Kommentar Klimaschutzpaket : Zeit für schlechte Nachrichten
Wird das zweite Klimapaket unser Leben verändern? Nein, nur für Spediteure, Vermieter und Stromzählerproduzenten.
Nun ist es raus, das zweite Klimapaket, mit dem die Bundesregierung Deutschland zum Vorreiter im Kampf gegen die Erderwärmung machen will. Bis 2020 sollen mit ihm 35 Prozent der Treibhausgasemissionen von 1990 eingespart werden. Und? Wird sich nun unser Leben verändern?
Leider nein. Denn das zweite Klimapaket enthält neben dem Ausbau der Stromnetze ein paar Cent mehr Mautgebühr, verbesserte Dämmvorschriften für Hausbauer und neue Stromzähler - für die, die welche wollen. Wer also nicht gerade Spediteur, Vermieter oder Stromzählerproduzent ist, der wird vom nun beginnenden Klimaschutz in Deutschland gar nichts merken. Und das ist von der großen Koalition auch gewollt: Klimaschutz soll niemandem wehtun, und falls doch, gibt es - wie für Spediteure oder Eigenheimbesitzer - Ausnahmen und Ausgleichsregelungen.
Eine solche Politik kann nach der Logik des Problems gar nicht erfolgreich sein: Unser energiehungriger Lebensstil ist dafür verantwortlich, dass Treibhausgase die Erde erwärmen. Mit über 10 Tonnen Kohlendioxid pro Kopf gehören die Deutschen zu den größten Klimasündern weltweit. Würden Chinesen, Inder und Vietnamesen auch nur halb so viel Kohlendioxid pro Kopf produzieren - die Welt wäre unrettbar.
Wirksamer Klimaschutz wird deshalb wehtun, eben weil wir auf lieb gewonnenen Luxus verzichten müssen. Ein Tempolimit von 120, eine wirksame Klimasteuer aufs Fliegen, eine neue Stufe der Ökosteuer - ohne eine Politik, die alle in die Klimaschutzbemühungen einbezieht, wird es keine Wende in ein kohlenstoffärmeres Zeitalter geben. Es ist leicht, immer nur die Industrie zu mehr Klimaschutz zu animieren. Die Wende ist nur zu schaffen, wenn alle an der Aufgabe mitarbeiten.

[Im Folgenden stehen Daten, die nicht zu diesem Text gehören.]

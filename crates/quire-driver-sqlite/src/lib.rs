mod value;
pub(crate) use value::Value;

use quire_core::{
    async_trait,
    driver::{Capability, Driver, Row},
    err, stmt, Error, Result,
};
use rusqlite::{types::Value as SqlValue, Connection};
use std::{
    path::Path,
    sync::{Mutex, MutexGuard},
};
use url::Url;

/// SQLite driver. Statements run on a single connection, one at a time.
#[derive(Debug)]
pub struct Sqlite {
    connection: Mutex<Connection>,
}

impl Sqlite {
    /// Opens a database from a connection URL: `sqlite::memory:` or
    /// `sqlite:<path>`.
    pub fn new(url: impl Into<String>) -> Result<Self> {
        let url_str = url.into();
        let url = Url::parse(&url_str).map_err(Error::driver)?;

        if url.scheme() != "sqlite" {
            return Err(err!(
                "connection URL does not have a `sqlite` scheme; url={url_str}"
            ));
        }

        if url.path() == ":memory:" {
            Self::in_memory()
        } else {
            Self::open(url.path())
        }
    }

    /// Create an in-memory SQLite database
    pub fn in_memory() -> Result<Self> {
        let connection = Connection::open_in_memory().map_err(Error::driver)?;
        Self::from_connection(connection)
    }

    /// Open a SQLite database at the specified file path
    pub fn open<P: AsRef<Path>>(path: P) -> Result<Self> {
        let connection = Connection::open(path).map_err(Error::driver)?;
        Self::from_connection(connection)
    }

    fn from_connection(connection: Connection) -> Result<Self> {
        // `LIKE` ignores ASCII case unless told otherwise; case-insensitive
        // patterns are rendered with `LOWER` on both sides.
        connection
            .pragma_update(None, "case_sensitive_like", true)
            .map_err(Error::driver)?;

        Ok(Self {
            connection: Mutex::new(connection),
        })
    }

    /// Runs one or more `;`-separated statements without parameters. Used to
    /// create tables and load fixtures.
    pub fn execute_batch(&self, sql: &str) -> Result<()> {
        self.lock()?.execute_batch(sql).map_err(Error::driver)
    }

    fn lock(&self) -> Result<MutexGuard<'_, Connection>> {
        self.connection
            .lock()
            .map_err(|_| err!("sqlite connection lock poisoned"))
    }
}

#[async_trait]
impl Driver for Sqlite {
    fn capability(&self) -> &Capability {
        &Capability::SQLITE
    }

    async fn query(&self, sql: &str, params: &[stmt::Value]) -> Result<Vec<Row>> {
        tracing::trace!(sql, params = params.len(), "sqlite query");

        let connection = self.lock()?;
        let mut stmt = connection.prepare_cached(sql).map_err(Error::driver)?;

        let names: Vec<String> = stmt.column_names().into_iter().map(String::from).collect();
        let params = params.iter().cloned().map(Value::from).collect::<Vec<_>>();

        let mut rows = stmt
            .query(rusqlite::params_from_iter(params.iter()))
            .map_err(Error::driver)?;

        let mut ret = vec![];

        loop {
            match rows.next() {
                Ok(Some(row)) => {
                    let mut record = Row::with_capacity(names.len());

                    for (index, name) in names.iter().enumerate() {
                        let value: SqlValue = row.get(index).map_err(Error::driver)?;
                        record.insert(name.clone(), Value::from_sql(value).into_inner());
                    }

                    ret.push(record);
                }
                Ok(None) => break,
                Err(err) => return Err(Error::driver(err)),
            }
        }

        Ok(ret)
    }

    async fn execute(&self, sql: &str, params: &[stmt::Value]) -> Result<u64> {
        tracing::trace!(sql, params = params.len(), "sqlite execute");

        let connection = self.lock()?;
        let mut stmt = connection.prepare_cached(sql).map_err(Error::driver)?;
        let params = params.iter().cloned().map(Value::from).collect::<Vec<_>>();

        let count = stmt
            .execute(rusqlite::params_from_iter(params.iter()))
            .map_err(Error::driver)?;

        Ok(count as u64)
    }
}
use super::{Collection, CollectionId, Schema};
use crate::stmt::Value;

#[derive(Debug, Clone)]
pub struct Relation {
    /// The relation name, also the name of its field
    pub name: String,

    /// Related collection, resolved when the schema is built
    pub target: CollectionId,

    pub kind: RelationKind,
}

#[derive(Debug, Clone)]
pub enum RelationKind {
    /// At most one related record
    ToOne(ToOne),

    /// Any number of related records holding a key back to this one
    ToMany(ToMany),

    /// Any number of related records linked through a junction collection
    ManyToMany(ManyToMany),
}

/// Column pairs joining two tables.
///
/// `source[i]` on the declaring collection's table equals `target[i]` on the
/// related collection's table. Composite keys list more than one pair.
#[derive(Debug, Clone, Default, PartialEq, Eq)]
pub struct JoinKeys {
    pub source: Vec<String>,
    pub target: Vec<String>,
}

#[derive(Debug, Clone)]
pub struct ToOne {
    pub keys: JoinKeys,

    /// Restricts a polymorphic target to one record type
    pub discriminator: Option<Discriminator>,
}

#[derive(Debug, Clone)]
pub struct ToMany {
    pub keys: JoinKeys,

    /// The `ToOne` relation on the target the keys were derived from
    pub pair: Option<String>,

    /// Restricts a polymorphic target to rows pointing at this collection
    pub discriminator: Option<Discriminator>,
}

#[derive(Debug, Clone)]
pub struct ManyToMany {
    /// Junction collection
    pub through: CollectionId,

    /// Junction column referencing this collection's primary key
    pub source_key: String,

    /// Junction column referencing the target's primary key
    pub target_key: String,
}

/// A `column = value` constraint on the target table.
#[derive(Debug, Clone, PartialEq)]
pub struct Discriminator {
    pub column: String,
    pub value: Value,
}

impl JoinKeys {
    pub fn new(
        source: impl IntoIterator<Item = impl Into<String>>,
        target: impl IntoIterator<Item = impl Into<String>>,
    ) -> Self {
        Self {
            source: source.into_iter().map(Into::into).collect(),
            target: target.into_iter().map(Into::into).collect(),
        }
    }

    /// Both sides name at least one column and pair up one-to-one.
    pub fn is_complete(&self) -> bool {
        !self.source.is_empty() && self.source.len() == self.target.len()
    }

    /// The same keys seen from the related collection.
    pub fn reversed(&self) -> Self {
        Self {
            source: self.target.clone(),
            target: self.source.clone(),
        }
    }

    pub fn pairs(&self) -> impl Iterator<Item = (&str, &str)> {
        self.source
            .iter()
            .zip(self.target.iter())
            .map(|(source, target)| (source.as_str(), target.as_str()))
    }
}

impl Relation {
    pub fn target<'a>(&self, schema: &'a Schema) -> &'a Collection {
        schema.collection(self.target)
    }

    pub fn is_to_one(&self) -> bool {
        matches!(self.kind, RelationKind::ToOne(_))
    }

    /// Whether the join configuration is usable. Incomplete relations are
    /// ignored by filters.
    pub fn is_complete(&self) -> bool {
        match &self.kind {
            RelationKind::ToOne(to_one) => to_one.keys.is_complete(),
            RelationKind::ToMany(to_many) => to_many.keys.is_complete(),
            RelationKind::ManyToMany(m2m) => {
                !m2m.source_key.is_empty() && !m2m.target_key.is_empty()
            }
        }
    }

    pub fn discriminator(&self) -> Option<&Discriminator> {
        match &self.kind {
            RelationKind::ToOne(to_one) => to_one.discriminator.as_ref(),
            RelationKind::ToMany(to_many) => to_many.discriminator.as_ref(),
            RelationKind::ManyToMany(_) => None,
        }
    }
}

Mal angenommen, die vorgelegten Instrumente würden tatsächlich das 35-Prozent-Ziel erreichen lassen: Die Wissenschaft sagt uns, dass Deutschland seine Treibhausgasproduktion bis 2050 um 80 Prozent reduzieren muss. Deshalb ist es billig, wenn sich die schwarz-rote Regierung für das zweite Klimaschutzpaket nun lobt. Lob wäre angebracht, wenn sie den Wählern klarmachen würde, dass ihr Leben so nicht weitergehen kann.